If possible, get a look at the sieve analysis for the supplier’s grade blends—look for a nice bell curve: fewer larger particles, an increasing amount through the medium grades, and back down to a small percentage of fines (no more than 15%). If possible, avoid blends containing particles bigger than what passes through a #12 mesh (including #4, #8, or #10). See annotated photo above.

VOID RATIO. Another way to determine if the sand has the right grade-blend is to check the ratio of voids to sand. The ideal void ratio is 33%, leaving the other 67% as sand. A simple Void Ratio test will tell you what you’re looking at[XR1].

TOP PARTICLE SIZE. As a guiding rule of thumb, the largest sand-particle size in your grade-blend should be no larger than half the thickness of the plaster coat you’re laying down, but no smaller than a quarter of the thickness. This rule of thumb provides the necessary structural grain size range while still allowing a nice finish, as the larger particles are pushed to the back of the layer as you work it.

THE PROPER RATIO of FINES. The sand you use must be clean and free of clay and slit. Contaminating fines demand more water to reach workability, but that causes a host of problems: Too many fines extend the drying period. Too many fines affect the compressive and flexural strength of the plaster. Too many fines promote shrinkage and may cause de-bonding, especially if the suction isn’t ideal.
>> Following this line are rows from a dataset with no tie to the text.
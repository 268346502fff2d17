//! Proxy to the external disease-prediction service. The upstream is a black
//! box reached over HTTP; an unreachable or misbehaving upstream surfaces as
//! a 503 with a retry hint, never as a crashed request.

use crate::config::PredictionConfig;
use crate::{Error, Result};
use serde_json::{json, Value};
use std::time::Duration;

#[derive(Clone)]
pub struct PredictionService {
    client: reqwest::Client,
    base_url: Option<String>,
}

impl PredictionService {
    pub fn new(config: &PredictionConfig) -> anyhow::Result<Self> {
        let client = reqwest::Client::builder()
            .timeout(Duration::from_secs(config.timeout_seconds))
            .build()?;

        Ok(Self {
            client,
            base_url: config.url.as_ref().map(|u| u.trim_end_matches('/').to_string()),
        })
    }

    /// Forward a symptom list to the upstream `/predict` endpoint and return
    /// its JSON response verbatim.
    pub async fn predict(&self, symptoms: &[String], model: Option<&str>) -> Result<Value> {
        let base_url = self.base_url.as_deref().ok_or_else(|| {
            Error::Upstream("disease-prediction service is not configured".to_string())
        })?;

        let response = self
            .client
            .post(format!("{base_url}/predict"))
            .json(&json!({ "symptoms": symptoms, "model": model }))
            .send()
            .await
            .map_err(|err| {
                tracing::warn!(error = %err, "Prediction upstream unreachable");
                Error::Upstream("disease-prediction service is unreachable, retry later".to_string())
            })?;

        if !response.status().is_success() {
            tracing::warn!(status = %response.status(), "Prediction upstream returned an error");
            return Err(Error::Upstream(format!(
                "disease-prediction service returned {}",
                response.status()
            )));
        }

        response.json().await.map_err(|err| {
            tracing::warn!(error = %err, "Prediction upstream returned malformed JSON");
            Error::Upstream("disease-prediction service returned a malformed response".to_string())
        })
    }
}

#[cfg(test)]
mod tests {
    use super::*;

    #[tokio::test]
    async fn unconfigured_upstream_is_a_503_not_a_panic() {
        let service = PredictionService::new(&PredictionConfig {
            url: None,
            timeout_seconds: 1,
        })
        .unwrap();

        let err = service.predict(&["fever".to_string()], None).await.unwrap_err();
        assert!(matches!(err, Error::Upstream(_)));
    }

    #[test]
    fn base_url_trailing_slash_is_trimmed() {
        let service = PredictionService::new(&PredictionConfig {
            url: Some("http://localhost:8001/".to_string()),
            timeout_seconds: 1,
        })
        .unwrap();
        assert_eq!(service.base_url.as_deref(), Some("http://localhost:8001"));
    }
}
//! Request ID middleware
//!
//! Assigns every request a server-side id, exposes it to handlers through
//! request extensions, and logs method/path/status/duration on completion.
//!
//! Per FHIR spec (3.2.0.18 Custom Headers):
//! - Server assigns X-Request-Id in response (uses client's ID or generates new one)
//! - If server ID differs from client ID, echo client ID in X-Correlation-Id

use axum::{extract::Request, http::HeaderValue, middleware::Next, response::Response};
use std::time::Instant;
use tracing::Span;
use uuid::Uuid;

use crate::request_context::RequestContext;

#[tracing::instrument(
    name = "http_request",
    skip_all,
    fields(
        http.method = %req.method(),
        http.route = %req.uri().path(),
        http.response.status_code = tracing::field::Empty,
        request_id = tracing::field::Empty,
    )
)]
pub async fn request_id_middleware(req: Request, next: Next) -> Response {
    let current_span = Span::current();
    let start = Instant::now();

    let client_id = req
        .headers()
        .get("x-request-id")
        .and_then(|v| v.to_str().ok())
        .map(String::from);

    let server_id = Uuid::new_v4().to_string();
    current_span.record("request_id", &server_id);

    // Make request ID available to inner middleware/handlers.
    let mut req = req;
    req.extensions_mut().insert(RequestContext {
        request_id: server_id.clone(),
    });

    let path = req.uri().path().to_string();
    let method = req.method().clone();

    tracing::debug!(
        method = %method,
        path = %path,
        request_id = %server_id,
        "Incoming request"
    );

    let mut response = next.run(req).await;

    let status = response.status();
    let duration = start.elapsed();
    current_span.record("http.response.status_code", status.as_u16());

    tracing::info!(
        method = %method,
        path = %path,
        status = %status.as_u16(),
        duration_ms = duration.as_millis(),
        request_id = %server_id,
        "Request completed"
    );

    let headers = response.headers_mut();
    if let Ok(value) = HeaderValue::from_str(&server_id) {
        headers.insert("x-request-id", value);
    }

    // Echo client correlation ID if different
    if let Some(client_id) = client_id {
        if client_id != server_id {
            if let Ok(value) = HeaderValue::from_str(&client_id) {
                headers.insert("x-correlation-id", value);
            }
        }
    }

    response
}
On the other hand, no fines (or too few—less than 10% of the blend) is not what is wanted either. No fines (sand fines, not powdery silt or clay fines) in the sand blend result in a loose, grainy plaster that does not hold together well, nor do the plaster coats bind well to each other. In extreme cases, the plaster will simply slump off of the wall. So again (KEY 2), pay attention to your grade blend.

Loose, Damp Sand

Plaster sand should arrive damp and loose, and upon arrival, you should be prepared to keep it that way. To protect the sand stock pile, spread a waterproof tarp or durable plastic sheeting on the ground where the sandpile will be. Then cover the newly-arrived clean, damp sand pile with another tarp and securely anchor it. This will keep the moisture in and the contaminates—both chunky and fine—out. The tarp will protect from rain as well—you want damp sand, not wet sand.

Put It to the Test

For peace of mind, make up a small test batch with your sourced sand—first with a sample from the sand supplier before delivery, and then again upon delivery of the stockpile, before you begin application. If you’re going to have issues with the quality and character of the sand, you’ll want to discover them early rather than in medias res[5].

STRETCH TEST. To performance-test a batch of mixed plaster prior to troweling or spraying on the wall, conduct a stretch test. Pull a hawk-full of plaster across a table or mud-board with your trowel. A great plaster will spread smoothly, with little effort, staying together—and that means the sand’s grade blend is right. If instead you get rips and tears, the sand has too few fines. If it’s too stiff and hard to spread (at recommended water amount), there are too many fines (sand or silts and clays), which tempts you to add more water to soften it up, which introduces other problems.

STICKY 180 TEST. To test for the right consistency and stickiness, scoop a load of prepared plaster onto a small trowel, give it an abrupt, downward shake to set the plaster against the trowel, then quickly turn the little trowel upside down. If the plaster sticks to the trowel, you’re good to go.